▸ WHAT YOU HAVE TO DO: Pull every line that holds the word "dumped" from the entries.

[Extracted data entries]
_ _ _ _ _ _ _
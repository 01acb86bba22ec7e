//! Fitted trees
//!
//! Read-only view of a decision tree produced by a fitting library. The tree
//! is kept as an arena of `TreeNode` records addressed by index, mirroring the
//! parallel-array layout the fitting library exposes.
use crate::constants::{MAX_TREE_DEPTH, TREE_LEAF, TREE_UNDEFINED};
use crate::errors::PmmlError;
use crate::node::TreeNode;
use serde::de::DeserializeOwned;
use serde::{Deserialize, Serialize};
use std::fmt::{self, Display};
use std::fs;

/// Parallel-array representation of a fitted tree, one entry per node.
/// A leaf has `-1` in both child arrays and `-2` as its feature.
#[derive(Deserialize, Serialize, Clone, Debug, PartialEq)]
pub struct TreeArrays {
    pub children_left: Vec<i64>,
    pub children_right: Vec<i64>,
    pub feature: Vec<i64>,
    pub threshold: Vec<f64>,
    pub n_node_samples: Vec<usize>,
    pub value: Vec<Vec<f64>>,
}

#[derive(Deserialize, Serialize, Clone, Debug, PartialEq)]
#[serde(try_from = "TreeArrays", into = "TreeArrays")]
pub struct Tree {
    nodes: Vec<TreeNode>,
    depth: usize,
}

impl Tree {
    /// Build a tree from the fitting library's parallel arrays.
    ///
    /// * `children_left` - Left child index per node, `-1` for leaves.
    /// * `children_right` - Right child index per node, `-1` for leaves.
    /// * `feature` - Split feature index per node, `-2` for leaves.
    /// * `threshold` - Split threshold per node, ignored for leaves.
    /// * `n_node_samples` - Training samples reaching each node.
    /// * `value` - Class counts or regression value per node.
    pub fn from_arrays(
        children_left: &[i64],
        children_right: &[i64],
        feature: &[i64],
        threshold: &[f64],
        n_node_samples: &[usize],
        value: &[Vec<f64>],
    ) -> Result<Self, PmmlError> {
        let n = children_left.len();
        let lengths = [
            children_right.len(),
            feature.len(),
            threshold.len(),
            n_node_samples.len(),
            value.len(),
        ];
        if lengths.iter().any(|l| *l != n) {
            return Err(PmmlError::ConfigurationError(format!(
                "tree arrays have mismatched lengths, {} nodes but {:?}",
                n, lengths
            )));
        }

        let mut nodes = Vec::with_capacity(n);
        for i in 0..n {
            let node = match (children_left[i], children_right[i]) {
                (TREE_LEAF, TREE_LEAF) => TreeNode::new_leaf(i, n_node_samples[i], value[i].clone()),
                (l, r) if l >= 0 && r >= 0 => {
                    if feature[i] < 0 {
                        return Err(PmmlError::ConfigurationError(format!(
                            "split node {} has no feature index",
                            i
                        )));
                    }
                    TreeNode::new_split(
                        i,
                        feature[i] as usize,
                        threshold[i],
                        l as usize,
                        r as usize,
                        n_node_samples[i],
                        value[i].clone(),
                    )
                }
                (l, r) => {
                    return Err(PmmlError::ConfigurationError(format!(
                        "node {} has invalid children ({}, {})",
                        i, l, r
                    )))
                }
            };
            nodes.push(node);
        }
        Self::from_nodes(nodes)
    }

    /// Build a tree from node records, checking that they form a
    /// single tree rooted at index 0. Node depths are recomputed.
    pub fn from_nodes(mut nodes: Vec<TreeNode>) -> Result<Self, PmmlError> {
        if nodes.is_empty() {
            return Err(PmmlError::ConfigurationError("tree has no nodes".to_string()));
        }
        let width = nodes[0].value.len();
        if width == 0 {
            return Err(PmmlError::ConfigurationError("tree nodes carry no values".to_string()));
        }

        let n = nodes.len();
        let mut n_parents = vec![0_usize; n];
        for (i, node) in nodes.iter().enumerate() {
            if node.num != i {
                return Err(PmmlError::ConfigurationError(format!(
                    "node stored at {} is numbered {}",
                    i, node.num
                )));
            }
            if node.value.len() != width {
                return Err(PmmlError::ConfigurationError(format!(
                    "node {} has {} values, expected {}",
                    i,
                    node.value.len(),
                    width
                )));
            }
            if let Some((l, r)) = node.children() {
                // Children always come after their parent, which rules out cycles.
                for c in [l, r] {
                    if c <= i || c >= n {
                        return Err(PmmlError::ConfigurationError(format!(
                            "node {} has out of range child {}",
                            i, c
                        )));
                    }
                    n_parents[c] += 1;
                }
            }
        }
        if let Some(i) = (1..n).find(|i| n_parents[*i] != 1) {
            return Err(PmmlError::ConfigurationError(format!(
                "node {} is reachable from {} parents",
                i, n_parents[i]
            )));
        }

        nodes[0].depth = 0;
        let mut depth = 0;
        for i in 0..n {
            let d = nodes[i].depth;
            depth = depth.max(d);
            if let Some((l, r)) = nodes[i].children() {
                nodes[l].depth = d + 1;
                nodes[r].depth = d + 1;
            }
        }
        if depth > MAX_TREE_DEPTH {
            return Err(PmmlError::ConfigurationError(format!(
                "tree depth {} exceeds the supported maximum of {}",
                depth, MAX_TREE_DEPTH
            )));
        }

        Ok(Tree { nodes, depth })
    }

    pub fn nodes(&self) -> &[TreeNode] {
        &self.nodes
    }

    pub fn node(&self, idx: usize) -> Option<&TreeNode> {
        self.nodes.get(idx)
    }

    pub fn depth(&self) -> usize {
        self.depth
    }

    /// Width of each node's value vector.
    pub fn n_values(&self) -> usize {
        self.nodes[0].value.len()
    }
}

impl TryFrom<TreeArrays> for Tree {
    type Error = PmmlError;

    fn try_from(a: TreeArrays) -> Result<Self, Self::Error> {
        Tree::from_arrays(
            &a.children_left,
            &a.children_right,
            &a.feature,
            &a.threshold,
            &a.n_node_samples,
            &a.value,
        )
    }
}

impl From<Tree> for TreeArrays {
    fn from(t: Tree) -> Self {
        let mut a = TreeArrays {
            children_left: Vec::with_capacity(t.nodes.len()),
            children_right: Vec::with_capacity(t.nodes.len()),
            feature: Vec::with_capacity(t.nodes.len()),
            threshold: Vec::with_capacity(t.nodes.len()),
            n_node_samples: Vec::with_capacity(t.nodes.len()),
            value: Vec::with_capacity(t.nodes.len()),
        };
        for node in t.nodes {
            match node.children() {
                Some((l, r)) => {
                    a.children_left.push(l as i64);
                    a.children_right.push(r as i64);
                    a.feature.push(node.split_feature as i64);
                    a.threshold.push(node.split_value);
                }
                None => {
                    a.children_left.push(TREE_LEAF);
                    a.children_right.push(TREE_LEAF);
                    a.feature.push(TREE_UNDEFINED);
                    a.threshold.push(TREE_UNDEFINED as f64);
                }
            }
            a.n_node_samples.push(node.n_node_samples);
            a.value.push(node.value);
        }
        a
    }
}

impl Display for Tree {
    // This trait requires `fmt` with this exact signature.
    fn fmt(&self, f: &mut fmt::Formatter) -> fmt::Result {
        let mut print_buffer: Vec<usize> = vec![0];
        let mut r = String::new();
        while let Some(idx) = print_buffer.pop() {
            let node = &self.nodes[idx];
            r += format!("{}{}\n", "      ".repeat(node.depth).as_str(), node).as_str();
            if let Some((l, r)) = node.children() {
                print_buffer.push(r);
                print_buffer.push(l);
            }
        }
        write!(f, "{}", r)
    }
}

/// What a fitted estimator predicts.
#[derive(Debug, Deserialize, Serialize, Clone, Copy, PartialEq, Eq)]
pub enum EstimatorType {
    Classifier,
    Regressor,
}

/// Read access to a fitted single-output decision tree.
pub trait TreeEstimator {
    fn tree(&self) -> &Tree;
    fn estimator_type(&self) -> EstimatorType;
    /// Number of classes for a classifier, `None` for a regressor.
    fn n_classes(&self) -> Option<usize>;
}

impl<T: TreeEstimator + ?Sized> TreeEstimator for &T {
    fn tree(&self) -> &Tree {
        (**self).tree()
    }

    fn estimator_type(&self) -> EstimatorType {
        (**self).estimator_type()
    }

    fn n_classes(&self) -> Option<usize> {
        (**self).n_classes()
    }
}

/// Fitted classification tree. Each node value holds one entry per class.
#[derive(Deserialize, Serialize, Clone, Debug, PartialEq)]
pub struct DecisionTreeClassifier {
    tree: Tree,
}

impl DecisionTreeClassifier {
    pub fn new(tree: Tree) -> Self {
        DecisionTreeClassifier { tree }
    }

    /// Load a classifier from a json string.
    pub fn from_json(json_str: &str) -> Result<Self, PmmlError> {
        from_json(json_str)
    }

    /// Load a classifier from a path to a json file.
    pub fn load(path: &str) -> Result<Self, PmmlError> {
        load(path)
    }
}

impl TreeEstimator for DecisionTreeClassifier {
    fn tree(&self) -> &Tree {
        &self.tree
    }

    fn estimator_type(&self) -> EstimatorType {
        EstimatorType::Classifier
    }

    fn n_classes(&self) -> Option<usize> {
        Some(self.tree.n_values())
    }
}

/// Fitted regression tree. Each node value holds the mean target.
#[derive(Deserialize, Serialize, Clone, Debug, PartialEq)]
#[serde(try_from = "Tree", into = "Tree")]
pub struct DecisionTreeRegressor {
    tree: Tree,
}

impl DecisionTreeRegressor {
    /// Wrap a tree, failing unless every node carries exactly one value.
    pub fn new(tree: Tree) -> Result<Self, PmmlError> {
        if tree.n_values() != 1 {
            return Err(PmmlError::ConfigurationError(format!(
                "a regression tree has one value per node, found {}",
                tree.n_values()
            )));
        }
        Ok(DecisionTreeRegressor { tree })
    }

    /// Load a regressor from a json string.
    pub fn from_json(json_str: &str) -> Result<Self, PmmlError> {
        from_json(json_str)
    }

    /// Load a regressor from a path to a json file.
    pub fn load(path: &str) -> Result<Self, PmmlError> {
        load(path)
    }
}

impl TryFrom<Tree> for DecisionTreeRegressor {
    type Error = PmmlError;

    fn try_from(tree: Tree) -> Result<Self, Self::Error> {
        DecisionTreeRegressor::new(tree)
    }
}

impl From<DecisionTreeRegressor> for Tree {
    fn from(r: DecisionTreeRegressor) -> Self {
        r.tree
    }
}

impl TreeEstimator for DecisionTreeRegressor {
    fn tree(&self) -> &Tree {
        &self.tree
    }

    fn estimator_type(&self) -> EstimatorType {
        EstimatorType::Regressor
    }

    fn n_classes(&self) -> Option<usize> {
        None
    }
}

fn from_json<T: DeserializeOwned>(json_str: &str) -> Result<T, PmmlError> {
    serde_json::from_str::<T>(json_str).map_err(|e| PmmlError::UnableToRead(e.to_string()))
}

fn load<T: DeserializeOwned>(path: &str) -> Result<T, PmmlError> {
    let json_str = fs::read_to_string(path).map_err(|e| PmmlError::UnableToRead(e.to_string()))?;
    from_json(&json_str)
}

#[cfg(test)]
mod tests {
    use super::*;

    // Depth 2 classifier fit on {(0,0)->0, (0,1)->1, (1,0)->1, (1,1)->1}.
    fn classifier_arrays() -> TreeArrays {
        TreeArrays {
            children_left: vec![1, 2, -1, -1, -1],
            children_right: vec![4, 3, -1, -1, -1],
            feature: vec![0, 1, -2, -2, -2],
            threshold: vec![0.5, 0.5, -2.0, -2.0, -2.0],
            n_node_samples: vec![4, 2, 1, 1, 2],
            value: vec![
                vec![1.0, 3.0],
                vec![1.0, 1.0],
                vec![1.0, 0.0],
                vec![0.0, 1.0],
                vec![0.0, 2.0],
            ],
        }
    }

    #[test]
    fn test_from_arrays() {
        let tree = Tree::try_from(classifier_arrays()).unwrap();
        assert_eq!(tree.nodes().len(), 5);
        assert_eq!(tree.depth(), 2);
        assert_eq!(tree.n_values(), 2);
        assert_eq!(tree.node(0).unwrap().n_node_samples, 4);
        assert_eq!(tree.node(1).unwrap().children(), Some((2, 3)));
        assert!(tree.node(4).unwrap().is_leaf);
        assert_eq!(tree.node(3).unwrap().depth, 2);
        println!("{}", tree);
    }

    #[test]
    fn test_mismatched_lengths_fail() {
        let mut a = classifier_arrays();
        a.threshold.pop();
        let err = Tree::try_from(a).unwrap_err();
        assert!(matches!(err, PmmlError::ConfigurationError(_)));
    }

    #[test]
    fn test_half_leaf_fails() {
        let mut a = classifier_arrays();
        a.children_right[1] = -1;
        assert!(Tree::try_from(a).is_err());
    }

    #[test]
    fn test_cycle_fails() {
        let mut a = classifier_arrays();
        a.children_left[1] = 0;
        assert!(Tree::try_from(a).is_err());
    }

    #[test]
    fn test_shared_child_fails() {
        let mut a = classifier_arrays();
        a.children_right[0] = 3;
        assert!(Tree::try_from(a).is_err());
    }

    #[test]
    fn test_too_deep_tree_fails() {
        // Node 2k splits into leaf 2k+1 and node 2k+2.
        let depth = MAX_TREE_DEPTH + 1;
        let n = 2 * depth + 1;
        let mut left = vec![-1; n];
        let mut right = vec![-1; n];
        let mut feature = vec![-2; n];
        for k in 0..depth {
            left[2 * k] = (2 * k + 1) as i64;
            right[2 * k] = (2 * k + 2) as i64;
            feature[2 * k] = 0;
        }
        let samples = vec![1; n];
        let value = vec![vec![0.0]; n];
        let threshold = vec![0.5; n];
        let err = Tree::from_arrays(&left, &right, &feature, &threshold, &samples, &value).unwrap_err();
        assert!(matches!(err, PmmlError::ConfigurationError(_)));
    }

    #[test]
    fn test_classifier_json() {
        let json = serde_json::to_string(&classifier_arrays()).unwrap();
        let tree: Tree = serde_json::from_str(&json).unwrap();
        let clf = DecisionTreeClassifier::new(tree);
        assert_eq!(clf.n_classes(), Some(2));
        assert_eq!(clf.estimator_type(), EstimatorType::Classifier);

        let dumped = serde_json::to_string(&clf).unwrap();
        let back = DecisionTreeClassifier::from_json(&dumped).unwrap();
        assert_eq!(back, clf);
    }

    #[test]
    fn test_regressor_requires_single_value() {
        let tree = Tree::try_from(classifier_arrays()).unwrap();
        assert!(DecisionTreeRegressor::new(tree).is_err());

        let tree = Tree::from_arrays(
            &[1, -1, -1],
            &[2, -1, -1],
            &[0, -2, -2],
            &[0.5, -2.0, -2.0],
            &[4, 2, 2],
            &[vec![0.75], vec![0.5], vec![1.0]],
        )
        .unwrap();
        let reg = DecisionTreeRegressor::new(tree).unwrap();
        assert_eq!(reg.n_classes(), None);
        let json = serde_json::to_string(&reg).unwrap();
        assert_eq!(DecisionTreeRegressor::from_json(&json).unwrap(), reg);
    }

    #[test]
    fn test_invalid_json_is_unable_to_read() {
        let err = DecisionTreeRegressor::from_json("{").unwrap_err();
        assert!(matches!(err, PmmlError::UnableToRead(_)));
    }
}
_ _ _ _ _ _ _
▸ WRITTEN ANSWER:
        let dumped = serde_json::to_string(&clf).unwrap();
        let back = DecisionTreeClassifier::from_json(&dumped).unwrap();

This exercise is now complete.